Communities

Does anyone know if ANS, digex, mci etc.
provide communities that encompass their internal/customer routes?

Can you be a little more precise? Most providers probably use
communities to tag subsets of the routes they carry, and some set of
those communities, either through inclusion or exclusion, almost
certainly describes the set of customer routes carried by that
provider. (I'm sure this can be stated more clearly.) GTE certainly
does, I'm pretty sure MCI still does, etc.

Now, will we "provide" these communities? Do you mean send-community
to a customer? To a peer? Many of a provider's internal communities
would be at best irrelevant and at worst potentially harmful in the
context of another AS's policy. With no good way to delete
such communities while preserving communities that describe their
customer base (and ixnay on "match community... set community") why
would a provider want to send all community tags to either a customer
or a peer?

Another question is, "Why do you want this info?" Taking full transit
routes from a provider and trying to set localpref or MED based on
whether the destination is a customer or peer network? If you are
taking transit, there are good arguments for *not* running
default-free.

If certain ones don't, is there any reason that they
have against such a community?

See above. Some/most providers can probably be convinced to send
community-tagged routes to customers (hey, the customer's not *always*
wrong, and it depends on how much proprietary configuration info a
provider is worried about conveying -- of course, I find this last
amounts to mostly hogwash). Nobody's going to send them to peer
networks.

Can you be a little more precise? Most providers probably use
communities to tag subsets of the routes they carry, and some set of
those communities, either through inclusion or exclusion, almost
certainly describes the set of customer routes carried by that
provider. (I'm sure this can be stated more clearly.) GTE certainly
does, I'm pretty sure MCI still does, etc.

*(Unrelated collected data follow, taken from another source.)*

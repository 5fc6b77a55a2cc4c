//! Database layer for Silt

mod connection;
mod migrations;
mod store;

pub use connection::Database;
pub use store::{
    DataTypeStats, LibSqlRecordStore, PutOutcome, StatusCounts, StoreStatistics,
};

What the basic question involved was whether providers have
some sort of community in place to distribute to customers
concerning their customer/internal routes. Also, it would be
nice if the provider would distribute this information to the
customer. Therefore, I was wondering which providers
had such communities and which providers were willing
to distribute said communities to customers.

Another question is, "Why do you want this info?" Taking full transit
routes from a provider and trying to set localpref or MED based on
whether the destination is a customer or peer network? If you are
taking transit, there are good arguments for *not* running
default-free.

It would seem to me to be helpful when coming up with
policy to route traffic bound for internal/customer
networks of an upstream to that upstream (unless that link
is down). Sometimes the path selection does not allow
this and we are forced to use foolish kludges like
as path prepending and other neanderthalic clubbings.

Bradley Reynolds
brad@iagnet.net
No Inflated Title
Internet Access Group

Can you be a little more precise? Most providers probably use
communities to tag subsets of the routes they carry, and some set of
those communities, either through inclusion or exclusion, almost
certainly describes the set of customer routes carried by that
provider. (I'm sure this can be stated more clearly.) GTE certainly
does, I'm pretty sure MCI still does, etc.

You are correct.

http://infopage.mci.net/Routing/communities.html

What the basic question involved was whether providers have
some sort of community in place to distribute to customers
concerning their customer/internal routes. Also, it would be
nice if the provider would distribute this information to the
customer. Therefore, I was wondering which providers
had such communities and which providers were willing
to distribute said communities to customers.

Another question is, "Why do you want this info?" Taking full transit
routes from a provider and trying to set localpref or MED based on
whether the destination is a customer or peer network? If you are
taking transit, there are good arguments for *not* running
default-free.

It would seem to me to be helpful when coming up with
policy to route traffic bound for internal/customer
networks of an upstream to that upstream (unless that link
is down). Sometimes the path selection does not allow
this and we are forced to use foolish kludges like
as path prepending and other neanderthalic clubbings.

MCI offers announcemnets of:

Backbone Routes
Customer Routes
Customer Routes - w/MED
Full Routes
Full Routes - w/MED

For information on multihoming to MCI:

http://infopage.mci.net/Routing/mhmci.html

For information on mulitihoming to MCI and another provider:

http://infopage.mci.net/Routing/mhp.html

Jim Farrar
jfarrar@mci.net

The route object found via 'whois -h whois.ripe.net
AS1755' may serve as a useful case study for people
interested in using communities to influence routing
policy.

  Sean.

P.S.: whois.ra.net will work too for those of you with poor
      connectivity to Europe or scratching your heads
      about why whois.ripe.net doesn't seem to work right now...

Here is the kicker: How about Full Routes with Backbone and Customer
Routes tagged with a community denoting their status?